§ ASSIGNMENT:
Scan the records for the word "crate". Copy each line that includes it.

SUPPLIED MATERIAL section start

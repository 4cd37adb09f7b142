//! Search, file-type and folder filtering.
//!
//! Filtering never mutates the source tree; it produces a pruned copy that
//! keeps the original order, names and paths.

use derive_builder::Builder;
use serde::{Deserialize, Serialize};

use tunetree_core::MusicNode;

/// Active filters for a collection view.
///
/// An unset or empty filter matches everything.
#[derive(Debug, Clone, Default, PartialEq, Eq, Builder, Serialize, Deserialize)]
#[builder(setter(into, strip_option), default)]
pub struct FilterState {
    /// Case-insensitive substring matched against names.
    #[serde(default)]
    pub search_term: Option<String>,

    /// Exact extension that files must have (folders are unaffected).
    #[serde(default)]
    pub file_type: Option<String>,

    /// Substring that every kept entry's path must contain.
    #[serde(default)]
    pub folder: Option<String>,
}

impl FilterState {
    /// Create a new filter builder.
    pub fn builder() -> FilterStateBuilder {
        FilterStateBuilder::default()
    }

    /// Create a filter with only a search term.
    pub fn search(term: impl Into<String>) -> Self {
        Self {
            search_term: Some(term.into()),
            ..Self::default()
        }
    }

    /// Check if any filter would exclude something.
    pub fn is_active(&self) -> bool {
        self.needle().is_some() || self.file_type().is_some() || self.folder().is_some()
    }

    /// Check if a search term is set.
    pub fn has_search(&self) -> bool {
        self.needle().is_some()
    }

    fn needle(&self) -> Option<&str> {
        non_empty(&self.search_term)
    }

    fn file_type(&self) -> Option<&str> {
        non_empty(&self.file_type)
    }

    fn folder(&self) -> Option<&str> {
        non_empty(&self.folder)
    }
}

fn non_empty(value: &Option<String>) -> Option<&str> {
    value.as_deref().filter(|s| !s.is_empty())
}

/// Filter `root`, returning a pruned copy.
///
/// Children are filtered bottom-up: a child is kept if, after its own
/// subtree has been filtered, it matches every active filter. A folder whose
/// name misses the search term is still kept when any of its remaining
/// children matched. The root itself is always returned.
pub fn filter_tree(root: &MusicNode, filter: &FilterState) -> MusicNode {
    if !filter.is_active() {
        return root.clone();
    }
    let matcher = Matcher {
        needle: filter.needle().map(str::to_lowercase),
        file_type: filter.file_type(),
        folder: filter.folder(),
    };
    matcher.filter(root)
}

struct Matcher<'f> {
    needle: Option<String>,
    file_type: Option<&'f str>,
    folder: Option<&'f str>,
}

impl Matcher<'_> {
    fn filter(&self, node: &MusicNode) -> MusicNode {
        let children = node.children.as_ref().map(|children| {
            children
                .iter()
                .map(|child| self.filter(child))
                .filter(|child| self.matches(child))
                .collect()
        });

        MusicNode {
            name: node.name.clone(),
            kind: node.kind,
            extension: node.extension.clone(),
            children,
            path: node.path.clone(),
        }
    }

    /// `node` must already have its children filtered.
    fn matches(&self, node: &MusicNode) -> bool {
        if let Some(needle) = &self.needle {
            if !node.name.to_lowercase().contains(needle.as_str()) {
                // Remaining children have each passed `matches` already.
                return node.child_count() > 0;
            }
        }

        if let Some(file_type) = self.file_type {
            if node.is_file() && node.extension.as_deref() != Some(file_type) {
                return false;
            }
        }

        if let Some(folder) = self.folder {
            if !node.path.contains(folder) {
                return false;
            }
        }

        true
    }
}

#[cfg(test)]
mod tests {
    use super::*;

    fn sample() -> MusicNode {
        let mut root = MusicNode::root("Music Collection");
        let mut rock = MusicNode::new_folder("Rock", "Rock");
        rock.push_child(MusicNode::new_file(
            "Thunderstruck.mp3",
            Some("mp3".into()),
            "Rock/Thunderstruck.mp3",
        ));
        rock.push_child(MusicNode::new_file(
            "cover.jpg",
            Some("jpg".into()),
            "Rock/cover.jpg",
        ));
        let mut jazz = MusicNode::new_folder("Jazz", "Jazz");
        jazz.push_child(MusicNode::new_file(
            "So What.flac",
            Some("flac".into()),
            "Jazz/So What.flac",
        ));
        root.push_child(rock);
        root.push_child(jazz);
        root
    }

    #[test]
    fn test_inactive_filter_is_identity() {
        let root = sample();
        assert_eq!(filter_tree(&root, &FilterState::default()), root);
        assert_eq!(filter_tree(&root, &FilterState::search("")), root);
    }

    #[test]
    fn test_search_keeps_ancestors() {
        let filtered = filter_tree(&sample(), &FilterState::search("THUNDER"));
        assert_eq!(filtered.child_count(), 1);
        let rock = &filtered.children()[0];
        assert_eq!(rock.name, "Rock");
        assert_eq!(rock.child_count(), 1);
        assert_eq!(rock.children()[0].path, "Rock/Thunderstruck.mp3");
    }

    #[test]
    fn test_search_matching_folder_keeps_only_matching_children() {
        let filtered = filter_tree(&sample(), &FilterState::search("jazz"));
        let jazz = &filtered.children()[0];
        assert_eq!(jazz.name, "Jazz");
        // "So What.flac" does not contain "jazz".
        assert_eq!(jazz.child_count(), 0);
    }

    #[test]
    fn test_file_type_filter() {
        let filter = FilterState::builder().file_type("mp3").build().unwrap();
        let filtered = filter_tree(&sample(), &filter);
        let names: Vec<_> = filtered.descendants().map(|n| n.name.as_str()).collect();
        assert_eq!(names, vec!["Rock", "Thunderstruck.mp3", "Jazz"]);
    }

    #[test]
    fn test_folder_filter_matches_path() {
        let filter = FilterState::builder().folder("Jazz").build().unwrap();
        let filtered = filter_tree(&sample(), &filter);
        let paths: Vec<_> = filtered.descendants().map(|n| n.path.as_str()).collect();
        assert_eq!(paths, vec!["Jazz", "Jazz/So What.flac"]);
    }

    #[test]
    fn test_is_active() {
        assert!(!FilterState::default().is_active());
        assert!(FilterState::search("x").is_active());
        assert!(!FilterState::search("").has_search());
    }
}
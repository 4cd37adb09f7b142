//! Built-in sample collection served when the listing cannot be loaded.

use tunetree_core::MusicNode;

const SAMPLE: &[(&str, &[&str])] = &[
    (
        "0MIXES",
        &[
            "100 Minutes Of Heavenly Synthwave.mp3",
            "Cybercity - A Synthwave Mix.mp3",
            "Lofi Hip Hop Mix - Beats To Relax Study To [2018].mp3",
        ],
    ),
    (
        "4K Downloads",
        &[
            "AC DC - T.N.T..mp3",
            "Beat It (Studio Version).mp3",
            "Sweet Home Alabama.mp3",
        ],
    ),
];

/// Build the fallback tree under a root named `root_label`.
pub fn sample_tree(root_label: &str) -> MusicNode {
    let mut root = MusicNode::root(root_label);

    for (folder_name, songs) in SAMPLE {
        let mut folder = MusicNode::new_folder(*folder_name, *folder_name);
        for song in *songs {
            let path = folder.child_path(song);
            folder.push_child(MusicNode::new_file(*song, Some("mp3".into()), path));
        }
        root.push_child(folder);
    }

    root
}

#[cfg(test)]
mod tests {
    use super::*;
    use tunetree_core::TreeStats;

    #[test]
    fn test_sample_shape() {
        let root = sample_tree("Music Collection");
        assert_eq!(root.name, "Music Collection");
        assert_eq!(root.child_count(), 2);
        assert_eq!(
            root.children()[1].children()[0].path,
            "4K Downloads/AC DC - T.N.T..mp3"
        );

        let stats = TreeStats::from_node(&root);
        assert_eq!(stats.total_folders, 2);
        assert_eq!(stats.total_files, 6);
        assert_eq!(stats.audio_files, 6);
    }
}
//! Tree-text parser for tunetree.
//!
//! This crate turns the output of a `tree`-style listing into a
//! [`MusicNode`] hierarchy.
//!
//! # Overview
//!
//! Parsing happens in four passes over the non-blank lines:
//!
//! - **Depth extraction** from the columns before the rightmost branch glyph
//! - **Lookahead**: a line has children if the next line is deeper
//! - **Classification**: files need a recognized extension and no children
//! - **Assembly** with a depth-indexed stack of open folders
//!
//! Malformed lines never abort a parse; they are reported as warnings.
//!
//! # Example
//!
//! ```rust
//! use tunetree_parse::TreeTextParser;
//!
//! let text = ".\n├── Songs\n│   └── track.mp3\n└── notes.txt";
//! let tree = TreeTextParser::new().parse_tree(text);
//!
//! assert_eq!(tree.total_files(), 2);
//! assert_eq!(tree.root.children()[0].children()[0].path, "Songs/track.mp3");
//! ```

mod line;
mod parser;

pub use line::{DecodedLine, LineKind, decode_line};
pub use parser::{TreeTextParser, parse};

// Re-export core types for convenience
pub use tunetree_core::{
    MusicNode, MusicTree, NodeKind, ParseConfig, ParseWarning, TreeStats, WarningKind,
};
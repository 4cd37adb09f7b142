//! Tree-text parser.

use std::time::Instant;

use compact_str::CompactString;

use tunetree_core::{
    ExtensionTier, MusicNode, MusicTree, ParseConfig, ParseWarning, TreeStats,
    recognized_extension,
};

use crate::line::{DecodedLine, LineKind, decode_line};

/// Converts an indented tree listing into a rooted node hierarchy.
///
/// Parsing never fails. Lines it cannot make sense of are placed at the top
/// level or skipped, and reported as [`ParseWarning`]s.
#[derive(Debug, Clone, Default)]
pub struct TreeTextParser {
    config: ParseConfig,
}

/// A decoded line together with its lookahead flag.
struct Entry<'a> {
    line: DecodedLine<'a>,
    has_children: bool,
}

/// An open folder on the assembly stack.
struct Open {
    node: MusicNode,
    /// Listing depth of the folder; `None` for the synthetic root.
    depth: Option<usize>,
}

impl TreeTextParser {
    /// Create a parser with default configuration.
    pub fn new() -> Self {
        Self::default()
    }

    /// Create a parser with the given configuration.
    pub fn with_config(config: ParseConfig) -> Self {
        Self { config }
    }

    /// Get the parser configuration.
    pub fn config(&self) -> &ParseConfig {
        &self.config
    }

    /// Parse `text` and return the synthetic root.
    pub fn parse(&self, text: &str) -> MusicNode {
        self.assemble(text).0
    }

    /// Parse `text` into a tree with statistics and warnings.
    pub fn parse_tree(&self, text: &str) -> MusicTree {
        let start = Instant::now();
        let (root, stats, warnings) = self.assemble(text);
        let elapsed = start.elapsed();

        tracing::info!(
            files = stats.total_files,
            folders = stats.total_folders,
            audio = stats.audio_files,
            warnings = warnings.len(),
            "Parsed collection in {:.2}ms",
            elapsed.as_secs_f64() * 1000.0
        );

        MusicTree::new(root, stats, elapsed, warnings)
    }

    fn assemble(&self, text: &str) -> (MusicNode, TreeStats, Vec<ParseWarning>) {
        let mut warnings = Vec::new();
        let entries = self.decode(text, &mut warnings);
        tracing::debug!("Decoded {} lines", entries.len());

        let mut stats = TreeStats::new();
        let mut stack = vec![Open {
            node: MusicNode::root(self.config.root_label.as_str()),
            depth: None,
        }];

        for entry in entries {
            if entry.line.kind == LineKind::RootMarker {
                continue;
            }
            let depth = entry.line.depth;

            // Close every open folder at the same depth or deeper.
            while stack
                .last()
                .is_some_and(|open| open.depth.is_some_and(|d| d >= depth))
            {
                close_top(&mut stack);
            }

            // Nesting below the root, which may be shallower than `depth`
            // when the listing skips levels.
            let tree_depth = (stack.len() - 1) as u32;
            let Some(parent) = stack.last() else {
                break;
            };
            let name = entry.line.name;
            let path = parent.node.child_path(name);

            match classify(name, entry.has_children) {
                Some((ext, tier)) => {
                    stats.record_file(tier == ExtensionTier::Audio, tree_depth);
                    let file = MusicNode::new_file(name, Some(CompactString::from(ext)), path);
                    if let Some(parent) = stack.last_mut() {
                        parent.node.push_child(file);
                    }
                }
                None => {
                    stats.record_folder(tree_depth);
                    stack.push(Open {
                        node: MusicNode::new_folder(name, path),
                        depth: Some(depth),
                    });
                }
            }
        }

        while stack.len() > 1 {
            close_top(&mut stack);
        }
        let root = stack
            .pop()
            .map(|open| open.node)
            .unwrap_or_else(|| MusicNode::root(self.config.root_label.as_str()));

        (root, stats, warnings)
    }

    /// Decode every non-blank line and compute the lookahead flag.
    fn decode<'a>(&self, text: &'a str, warnings: &mut Vec<ParseWarning>) -> Vec<Entry<'a>> {
        let mut decoded: Vec<DecodedLine<'a>> = Vec::new();
        let text = text.strip_prefix('\u{feff}').unwrap_or(text);

        for (idx, raw) in text.split('\n').enumerate() {
            let line_no = idx + 1;
            let raw = raw.strip_suffix('\r').unwrap_or(raw);
            let Some(line) = decode_line(raw, self.config.indent_width) else {
                continue;
            };

            match line.kind {
                LineKind::Branch if line.name.is_empty() => {
                    tracing::debug!(line = line_no, "Skipping branch with no name");
                    warnings.push(ParseWarning::empty_name(line_no));
                    continue;
                }
                LineKind::Unbranched => {
                    tracing::debug!(line = line_no, name = line.name, "Line has no branch glyph");
                    warnings.push(ParseWarning::no_branch_glyph(line_no, line.name));
                }
                LineKind::Summary => {
                    tracing::debug!(line = line_no, name = line.name, "Line looks like a tree summary");
                    warnings.push(ParseWarning::summary_line(line_no, line.name));
                    if self.config.skip_summary {
                        continue;
                    }
                }
                _ => {}
            }

            decoded.push(line);
        }

        let next_depths: Vec<Option<usize>> = decoded
            .iter()
            .skip(1)
            .map(|line| Some(line.depth))
            .chain(std::iter::once(None))
            .collect();

        decoded
            .into_iter()
            .zip(next_depths)
            .map(|(line, next)| Entry {
                line,
                has_children: next.is_some_and(|d| d > line.depth),
            })
            .collect()
    }
}

/// Classify an entry: `Some` with its extension for files, `None` for folders.
///
/// Anything flagged as having children is a folder. Otherwise only a
/// recognized extension makes a file; an unrecognized suffix stays a folder.
fn classify(name: &str, has_children: bool) -> Option<(String, ExtensionTier)> {
    if has_children {
        return None;
    }
    recognized_extension(name)
}

/// Pop the innermost open folder and attach it to its parent.
fn close_top(stack: &mut Vec<Open>) {
    if stack.len() < 2 {
        return;
    }
    if let Some(open) = stack.pop() {
        if let Some(parent) = stack.last_mut() {
            parent.node.push_child(open.node);
        }
    }
}

/// Parse `text` with the default configuration.
pub fn parse(text: &str) -> MusicNode {
    TreeTextParser::new().parse(text)
}
//! Parse configuration types.

use derive_builder::Builder;
use serde::{Deserialize, Serialize};

/// Default label of the synthetic root.
pub const DEFAULT_ROOT_LABEL: &str = "Music Collection";

/// Default number of columns per nesting level.
pub const DEFAULT_INDENT_WIDTH: usize = 4;

/// Configuration for parsing tree text.
#[derive(Debug, Clone, PartialEq, Eq, Builder, Serialize, Deserialize)]
#[builder(setter(into), build_fn(validate = "Self::validate"))]
pub struct ParseConfig {
    /// Columns per nesting level in the listing (3 filler + 1 branch).
    #[builder(default = "DEFAULT_INDENT_WIDTH")]
    #[serde(default = "default_indent_width")]
    pub indent_width: usize,

    /// Display name of the synthetic root.
    #[builder(default = "DEFAULT_ROOT_LABEL.to_string()")]
    #[serde(default = "default_root_label")]
    pub root_label: String,

    /// Drop the `N directories, M files` report instead of treating it as
    /// a top-level entry.
    #[builder(default)]
    #[serde(default)]
    pub skip_summary: bool,
}

fn default_indent_width() -> usize {
    DEFAULT_INDENT_WIDTH
}

fn default_root_label() -> String {
    DEFAULT_ROOT_LABEL.to_string()
}

impl ParseConfigBuilder {
    fn validate(&self) -> Result<(), String> {
        if self.indent_width == Some(0) {
            return Err("Indent width must be at least 1".to_string());
        }
        Ok(())
    }
}

impl ParseConfig {
    /// Create a new parse config builder.
    pub fn builder() -> ParseConfigBuilder {
        ParseConfigBuilder::default()
    }

    /// Create a config with a custom indent width.
    ///
    /// A width of 0 is clamped to 1.
    pub fn with_indent_width(indent_width: usize) -> Self {
        Self {
            indent_width: indent_width.max(1),
            ..Self::default()
        }
    }
}

impl Default for ParseConfig {
    fn default() -> Self {
        Self {
            indent_width: DEFAULT_INDENT_WIDTH,
            root_label: DEFAULT_ROOT_LABEL.to_string(),
            skip_summary: false,
        }
    }
}
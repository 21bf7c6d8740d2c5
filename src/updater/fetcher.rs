//! Remote metadata fetcher
//!
//! Issues exactly one POST to the host named by the plugin's `Update URI`
//! and hands back the raw JSON object. Every failure mode comes back as a
//! [`FetchFailure`] value.

use crate::core::strings::sanitize_text_field;
use crate::core::version::user_agent;
use crate::updater::error::FetchFailure;
use crate::updater::payload::RawRemotePayload;
use crate::updater::session::UpdateSession;
use async_trait::async_trait;
use serde_json::{json, Map, Value};
use std::time::Duration;

pub const DEFAULT_TIMEOUT_SECS: u64 = 10;

/// Which endpoint of the update server is being asked
#[derive(Debug, Clone, Copy, PartialEq, Eq, strum_macros::Display, strum_macros::AsRefStr)]
#[strum(serialize_all = "snake_case")]
pub enum FetchAction {
    CheckUpdate,
    PluginInformation,
}

#[async_trait]
pub trait MetadataFetcher: Send + Sync {
    async fn fetch(
        &self,
        session: &UpdateSession,
        action: FetchAction,
    ) -> Result<RawRemotePayload, FetchFailure>;
}

/// `scheme://host[:port]/path` of the update URI; credentials, query and
/// fragment are dropped.
pub fn endpoint_url(update_uri: &str) -> Result<reqwest::Url, FetchFailure> {
    let invalid = |cause: String| FetchFailure::InvalidUpdateUri {
        uri: update_uri.to_string(),
        cause,
    };

    let parsed = reqwest::Url::parse(update_uri.trim()).map_err(|e| invalid(e.to_string()))?;
    if !matches!(parsed.scheme(), "http" | "https") {
        return Err(invalid(format!("unsupported scheme '{}'", parsed.scheme())));
    }
    let host = parsed
        .host_str()
        .filter(|host| !host.is_empty())
        .ok_or_else(|| invalid("missing host".to_string()))?;

    let mut endpoint = format!("{}://{}", parsed.scheme(), host);
    if let Some(port) = parsed.port() {
        endpoint.push_str(&format!(":{}", port));
    }
    endpoint.push_str(parsed.path());

    reqwest::Url::parse(&endpoint).map_err(|e| invalid(e.to_string()))
}

/// Request body sent to the update server; every value is sanitized
pub fn request_body(session: &UpdateSession, action: FetchAction) -> Value {
    let descriptor = session.descriptor();
    let credentials = session.credentials();

    let args: Map<String, Value> = credentials
        .extra_args
        .iter()
        .map(|(key, value)| (sanitize_text_field(key), json!(sanitize_text_field(value))))
        .filter(|(key, _)| !key.is_empty())
        .collect();

    json!({
        "type": "plugins",
        "action": action.as_ref(),
        "name": sanitize_text_field(&descriptor.name),
        "slug": sanitize_text_field(&descriptor.slug),
        "version": sanitize_text_field(&descriptor.version),
        "license_key": sanitize_text_field(&credentials.license_key),
        "product_id": sanitize_text_field(&credentials.product_id),
        "args": args,
    })
}

/// reqwest-backed fetcher with a bounded request timeout
pub struct HttpMetadataFetcher {
    client: reqwest::Client,
}

impl HttpMetadataFetcher {
    pub fn new(timeout: Duration) -> Result<Self, FetchFailure> {
        let client = reqwest::Client::builder()
            .timeout(timeout)
            .user_agent(user_agent())
            .build()
            .map_err(|e| FetchFailure::Client {
                cause: e.to_string(),
            })?;
        Ok(Self { client })
    }

    fn warn_on_same_origin(session: &UpdateSession, endpoint: &reqwest::Url) {
        let Some(site_url) = &session.credentials().site_url else {
            return;
        };
        let site_host = reqwest::Url::parse(site_url)
            .ok()
            .and_then(|url| url.host_str().map(str::to_ascii_lowercase));
        let endpoint_host = endpoint.host_str().map(str::to_ascii_lowercase);
        if site_host.is_some() && site_host == endpoint_host {
            log::warn!(
                "Update server {} is served from this site's own host; a site must not act as its own update server",
                endpoint
            );
        }
    }
}

#[async_trait]
impl MetadataFetcher for HttpMetadataFetcher {
    async fn fetch(
        &self,
        session: &UpdateSession,
        action: FetchAction,
    ) -> Result<RawRemotePayload, FetchFailure> {
        let descriptor = session.descriptor();
        let update_uri =
            descriptor
                .update_uri
                .as_deref()
                .ok_or_else(|| FetchFailure::MissingUpdateUri {
                    slug: descriptor.slug.clone(),
                })?;

        let endpoint = endpoint_url(update_uri)?;
        Self::warn_on_same_origin(session, &endpoint);

        let body = request_body(session, action);
        log::debug!("POST {} ({}) for '{}'", endpoint, action, descriptor.slug);

        let response = self
            .client
            .post(endpoint.clone())
            .header(reqwest::header::ACCEPT, "application/json")
            .header(reqwest::header::CONTENT_TYPE, "application/json")
            .body(body.to_string())
            .send()
            .await
            .map_err(|e| FetchFailure::Transport {
                url: endpoint.to_string(),
                cause: e.to_string(),
            })?;

        let status = response.status();
        if status.as_u16() != 200 {
            return Err(FetchFailure::Status {
                url: endpoint.to_string(),
                status: status.as_u16(),
            });
        }

        let text = response.text().await.map_err(|e| FetchFailure::Transport {
            url: endpoint.to_string(),
            cause: e.to_string(),
        })?;

        let value: Value = serde_json::from_str(&text).map_err(|e| FetchFailure::Decode {
            url: endpoint.to_string(),
            cause: e.to_string(),
        })?;

        RawRemotePayload::from_value(value).ok_or_else(|| FetchFailure::Decode {
            url: endpoint.to_string(),
            cause: "response is not a JSON object".to_string(),
        })
    }
}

SUPPLIED MATERIAL section end

§ TASK ANSWER:
//! This crate turns the output of a `tree`-style listing into a
use crate::line::{DecodedLine, LineKind, decode_line};
use crate::core::strings::sanitize_text_field;
use crate::core::version::user_agent;
use crate::updater::error::FetchFailure;
use crate::updater::payload::RawRemotePayload;
use crate::updater::session::UpdateSession;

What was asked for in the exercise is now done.